# Aim of the task
Set down the listing below again, exactly as written.

# Provided entries
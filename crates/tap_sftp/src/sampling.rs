//! Header and row sampling for delimited files

use csv::ReaderBuilder;
use std::collections::HashSet;
use std::io::Read;

use crate::config::SamplingConfig;
use crate::error::SampleError;

const UTF8_BOM: char = '\u{feff}';

/// A sampled data row
#[derive(Debug, Clone, PartialEq, Eq)]
pub struct SampledRow {
    /// 1-based line number in the file (the header is line 1)
    pub line: u64,
    /// One value per header column; short rows are padded with ""
    pub values: Vec<String>,
    /// Fields beyond the header width
    pub extra: Vec<String>,
}

/// Header plus a bounded sample of rows from one file
#[derive(Debug, Clone, Default)]
pub struct Sample {
    pub headers: Vec<String>,
    pub rows: Vec<SampledRow>,
    /// Data rows read, sampled or not
    pub rows_read: u64,
}

impl Sample {
    /// Sampled values as borrowed rows, the shape the inference helper takes.
    pub fn value_rows(&self) -> Vec<Vec<&str>> {
        self.rows
            .iter()
            .map(|row| row.values.iter().map(String::as_str).collect())
            .collect()
    }

    /// Number of sampled rows that had overflow fields
    pub fn rows_with_extra(&self) -> usize {
        self.rows.iter().filter(|row| !row.extra.is_empty()).count()
    }
}

/// Read the header and every `sample_rate`-th row, up to `max_records` rows.
pub fn sample_file<R: Read>(
    reader: R,
    delimiter: u8,
    config: &SamplingConfig,
) -> Result<Sample, SampleError> {
    let mut csv_reader = ReaderBuilder::new()
        .delimiter(delimiter)
        .has_headers(true)
        .flexible(true)
        .from_reader(reader);

    let headers = read_headers(&mut csv_reader)?;
    let width = headers.len();
    let sample_rate = config.sample_rate.max(1) as u64;

    let mut sample = Sample {
        headers,
        ..Sample::default()
    };

    for result in csv_reader.records() {
        if sample.rows.len() >= config.max_records {
            break;
        }

        let record = result.map_err(|source| SampleError::Csv {
            line: source.position().map(|p| p.line()),
            source,
        })?;

        let index = sample.rows_read;
        sample.rows_read += 1;
        if index % sample_rate != 0 {
            continue;
        }

        let line = record.position().map(|p| p.line()).unwrap_or(index + 2);
        let mut values: Vec<String> = record.iter().take(width).map(str::to_string).collect();
        values.resize(width, String::new());
        let extra = record.iter().skip(width).map(str::to_string).collect();

        sample.rows.push(SampledRow {
            line,
            values,
            extra,
        });
    }

    tracing::debug!(
        columns = sample.headers.len(),
        rows_read = sample.rows_read,
        rows_sampled = sample.rows.len(),
        "sampled file"
    );

    Ok(sample)
}

fn read_headers<R: Read>(csv_reader: &mut csv::Reader<R>) -> Result<Vec<String>, SampleError> {
    let record = csv_reader.headers().map_err(|source| SampleError::Csv {
        line: Some(1),
        source,
    })?;

    let headers: Vec<String> = record
        .iter()
        .enumerate()
        .map(|(idx, name)| {
            let name = if idx == 0 {
                name.trim_start_matches(UTF8_BOM)
            } else {
                name
            };
            name.trim().to_string()
        })
        .collect();

    if headers.iter().all(|h| h.is_empty()) {
        return Err(SampleError::MissingHeader);
    }
    if let Some(idx) = headers.iter().position(|h| h.is_empty()) {
        return Err(SampleError::EmptyColumnName(idx + 1));
    }

    let mut seen = HashSet::new();
    for name in &headers {
        if !seen.insert(name.as_str()) {
            return Err(SampleError::DuplicateColumn(name.clone()));
        }
    }

    Ok(headers)
}

#[cfg(test)]
mod tests {
    use super::*;

    fn every_row() -> SamplingConfig {
        SamplingConfig {
            sample_rate: 1,
            max_records: 1000,
        }
    }

    #[test]
    fn test_sample_basic() {
        let data = "Col1,Col2\na,b\nc,d\n";
        let sample = sample_file(data.as_bytes(), b',', &every_row()).unwrap();

        assert_eq!(sample.headers, vec!["Col1", "Col2"]);
        assert_eq!(sample.rows.len(), 2);
        assert_eq!(sample.rows[0].values, vec!["a", "b"]);
        assert_eq!(sample.rows[0].line, 2);
        assert_eq!(sample.rows[1].line, 3);
        assert_eq!(sample.value_rows()[1], vec!["c", "d"]);
    }

    #[test]
    fn test_custom_delimiter() {
        let data = "id;name\n1;x\n";
        let sample = sample_file(data.as_bytes(), b';', &every_row()).unwrap();
        assert_eq!(sample.headers, vec!["id", "name"]);
        assert_eq!(sample.rows[0].values, vec!["1", "x"]);
    }

    #[test]
    fn test_overflow_and_short_rows() {
        let data = "a,b\n1,2,3,4\n5\n";
        let sample = sample_file(data.as_bytes(), b',', &every_row()).unwrap();

        assert_eq!(sample.rows[0].values, vec!["1", "2"]);
        assert_eq!(sample.rows[0].extra, vec!["3", "4"]);
        assert_eq!(sample.rows[1].values, vec!["5", ""]);
        assert!(sample.rows[1].extra.is_empty());
        assert_eq!(sample.rows_with_extra(), 1);
    }

    #[test]
    fn test_stride_and_limit() {
        let mut data = String::from("n\n");
        for i in 0..20 {
            data.push_str(&format!("{}\n", i));
        }
        let config = SamplingConfig {
            sample_rate: 5,
            max_records: 3,
        };
        let sample = sample_file(data.as_bytes(), b',', &config).unwrap();

        let sampled: Vec<&str> = sample.rows.iter().map(|r| r.values[0].as_str()).collect();
        assert_eq!(sampled, vec!["0", "5", "10"]);
        assert_eq!(sample.rows[1].line, 7);
    }

    #[test]
    fn test_headers_trimmed_and_bom_stripped() {
        let data = "\u{feff} id , name \n1,x\n";
        let sample = sample_file(data.as_bytes(), b',', &every_row()).unwrap();
        assert_eq!(sample.headers, vec!["id", "name"]);
    }

    #[test]
    fn test_empty_file_has_no_header() {
        let err = sample_file("".as_bytes(), b',', &every_row()).unwrap_err();
        assert!(matches!(err, SampleError::MissingHeader));
    }

    #[test]
    fn test_duplicate_header_rejected() {
        let err = sample_file("a,b,a\n1,2,3\n".as_bytes(), b',', &every_row()).unwrap_err();
        assert!(matches!(err, SampleError::DuplicateColumn(name) if name == "a"));
    }

    #[test]
    fn test_unnamed_header_column_rejected() {
        let err = sample_file("a,,b\n1,2,3\n".as_bytes(), b',', &every_row()).unwrap_err();
        assert!(matches!(err, SampleError::EmptyColumnName(2)), "got {}", err);

        let err = sample_file("a, ,b\n".as_bytes(), b',', &every_row()).unwrap_err();
        assert!(matches!(err, SampleError::EmptyColumnName(2)), "got {}", err);
    }

    #[test]
    fn test_invalid_utf8_is_an_error() {
        let mut data = b"a,b\n1,2\n".to_vec();
        data.extend_from_slice(&[0xff, 0xfe, b',', b'x', b'\n']);
        let err = sample_file(data.as_slice(), b',', &every_row()).unwrap_err();
        assert!(matches!(err, SampleError::Csv { .. }), "got {}", err);
    }

    #[test]
    fn test_header_only_file() {
        let sample = sample_file("a,b\n".as_bytes(), b',', &every_row()).unwrap();
        assert_eq!(sample.headers, vec!["a", "b"]);
        assert!(sample.rows.is_empty());
        assert_eq!(sample.rows_read, 0);
    }
}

# Result below
filename crates/tap_sftp/src/sampling.rs
//! Header and row sampling for delimited files

use csv::ReaderBuilder;
use std::collections::HashSet;
use std::io::Read;

use crate::config::SamplingConfig;
use crate::error::SampleError;

const UTF8_BOM: char = '\u{feff}';

/// A sampled data row
#[derive(Debug, Clone, PartialEq, Eq)]
pub struct SampledRow {
    /// 1-based line number in the file (the header is line 1)
    pub line: u64,
    /// One value per header column; short rows are padded with ""
    pub values: Vec<String>,
    /// Fields beyond the header width
    pub extra: Vec<String>,
}

/// Header plus a bounded sample of rows from one file
#[derive(Debug, Clone, Default)]
pub struct Sample {
    pub headers: Vec<String>,
    pub rows: Vec<SampledRow>,
    /// Data rows read, sampled or not
    pub rows_read: u64,
}

impl Sample {
    /// Sampled values as borrowed rows, the shape the inference helper takes.
    pub fn value_rows(&self) -> Vec<Vec<&str>> {
        self.rows
            .iter()
            .map(|row| row.values.iter().map(String::as_str).collect())
            .collect()
    }

    /// Number of sampled rows that had overflow fields
    pub fn rows_with_extra(&self) -> usize {
        self.rows.iter().filter(|row| !row.extra.is_empty()).count()
    }
}

/// Read the header and every `sample_rate`-th row, up to `max_records` rows.
pub fn sample_file<R: Read>(
    reader: R,
    delimiter: u8,
    config: &SamplingConfig,
) -> Result<Sample, SampleError> {
    let mut csv_reader = ReaderBuilder::new()
        .delimiter(delimiter)
        .has_headers(true)
        .flexible(true)
        .from_reader(reader);

    let headers = read_headers(&mut csv_reader)?;
    let width = headers.len();
    let sample_rate = config.sample_rate.max(1) as u64;

    let mut sample = Sample {
        headers,
        ..Sample::default()
    };

    for result in csv_reader.records() {
        if sample.rows.len() >= config.max_records {
            break;
        }

        let record = result.map_err(|source| SampleError::Csv {
            line: source.position().map(|p| p.line()),
            source,
        })?;

        let index = sample.rows_read;
        sample.rows_read += 1;
        if index % sample_rate != 0 {
            continue;
        }

        let line = record.position().map(|p| p.line()).unwrap_or(index + 2);
        let mut values: Vec<String> = record.iter().take(width).map(str::to_string).collect();
        values.resize(width, String::new());
        let extra = record.iter().skip(width).map(str::to_string).collect();

        sample.rows.push(SampledRow {
            line,
            values,
            extra,
        });
    }

    tracing::debug!(
        columns = sample.headers.len(),
        rows_read = sample.rows_read,
        rows_sampled = sample.rows.len(),
        "sampled file"
    );

    Ok(sample)
}

fn read_headers<R: Read>(csv_reader: &mut csv::Reader<R>) -> Result<Vec<String>, SampleError> {
    let record = csv_reader.headers().map_err(|source| SampleError::Csv {
        line: Some(1),
        source,
    })?;

    let headers: Vec<String> = record
        .iter()
        .enumerate()
        .map(|(idx, name)| {
            let name = if idx == 0 {
                name.trim_start_matches(UTF8_BOM)
            } else {
                name
            };
            name.trim().to_string()
        })
        .collect();

    if headers.iter().all(|h| h.is_empty()) {
        return Err(SampleError::MissingHeader);
    }
    if let Some(idx) = headers.iter().position(|h| h.is_empty()) {
        return Err(SampleError::EmptyColumnName(idx + 1));
    }

    let mut seen = HashSet::new();
    for name in &headers {
        if !seen.insert(name.as_str()) {
            return Err(SampleError::DuplicateColumn(name.clone()));
        }
    }

    Ok(headers)
}

#[cfg(test)]
mod tests {
    use super::*;

    fn every_row() -> SamplingConfig {
        SamplingConfig {
            sample_rate: 1,
            max_records: 1000,
        }
    }

    #[test]
    fn test_sample_basic() {
        let data = "Col1,Col2\na,b\nc,d\n";
        let sample = sample_file(data.as_bytes(), b',', &every_row()).unwrap();

        assert_eq!(sample.headers, vec!["Col1", "Col2"]);
        assert_eq!(sample.rows.len(), 2);
        assert_eq!(sample.rows[0].values, vec!["a", "b"]);
        assert_eq!(sample.rows[0].line, 2);
        assert_eq!(sample.rows[1].line, 3);
        assert_eq!(sample.value_rows()[1], vec!["c", "d"]);
    }

    #[test]
    fn test_custom_delimiter() {
        let data = "id;name\n1;x\n";
        let sample = sample_file(data.as_bytes(), b';', &every_row()).unwrap();
        assert_eq!(sample.headers, vec!["id", "name"]);
        assert_eq!(sample.rows[0].values, vec!["1", "x"]);
    }

    #[test]
    fn test_overflow_and_short_rows() {
        let data = "a,b\n1,2,3,4\n5\n";
        let sample = sample_file(data.as_bytes(), b',', &every_row()).unwrap();

        assert_eq!(sample.rows[0].values, vec!["1", "2"]);
        assert_eq!(sample.rows[0].extra, vec!["3", "4"]);
        assert_eq!(sample.rows[1].values, vec!["5", ""]);
        assert!(sample.rows[1].extra.is_empty());
        assert_eq!(sample.rows_with_extra(), 1);
    }

    #[test]
    fn test_stride_and_limit() {
        let mut data = String::from("n\n");
        for i in 0..20 {
            data.push_str(&format!("{}\n", i));
        }
        let config = SamplingConfig {
            sample_rate: 5,
            max_records: 3,
        };
        let sample = sample_file(data.as_bytes(), b',', &config).unwrap();

        let sampled: Vec<&str> = sample.rows.iter().map(|r| r.values[0].as_str()).collect();
        assert_eq!(sampled, vec!["0", "5", "10"]);
        assert_eq!(sample.rows[1].line, 7);
    }

    #[test]
    fn test_headers_trimmed_and_bom_stripped() {
        let data = "\u{feff} id , name \n1,x\n";
        let sample = sample_file(data.as_bytes(), b',', &every_row()).unwrap();
        assert_eq!(sample.headers, vec!["id", "name"]);
    }

    #[test]
    fn test_empty_file_has_no_header() {
        let err = sample_file("".as_bytes(), b',', &every_row()).unwrap_err();
        assert!(matches!(err, SampleError::MissingHeader));
    }

    #[test]
    fn test_duplicate_header_rejected() {
        let err = sample_file("a,b,a\n1,2,3\n".as_bytes(), b',', &every_row()).unwrap_err();
        assert!(matches!(err, SampleError::DuplicateColumn(name) if name == "a"));
    }

    #[test]
    fn test_unnamed_header_column_rejected() {
        let err = sample_file("a,,b\n1,2,3\n".as_bytes(), b',', &every_row()).unwrap_err();
        assert!(matches!(err, SampleError::EmptyColumnName(2)), "got {}", err);

        let err = sample_file("a, ,b\n".as_bytes(), b',', &every_row()).unwrap_err();
        assert!(matches!(err, SampleError::EmptyColumnName(2)), "got {}", err);
    }

    #[test]
    fn test_invalid_utf8_is_an_error() {
        let mut data = b"a,b\n1,2\n".to_vec();
        data.extend_from_slice(&[0xff, 0xfe, b',', b'x', b'\n']);
        let err = sample_file(data.as_slice(), b',', &every_row()).unwrap_err();
        assert!(matches!(err, SampleError::Csv { .. }), "got {}", err);
    }

    #[test]
    fn test_header_only_file() {
        let sample = sample_file("a,b\n".as_bytes(), b',', &every_row()).unwrap();
        assert_eq!(sample.headers, vec!["a", "b"]);
        assert!(sample.rows.is_empty());
        assert_eq!(sample.rows_read, 0);
    }
}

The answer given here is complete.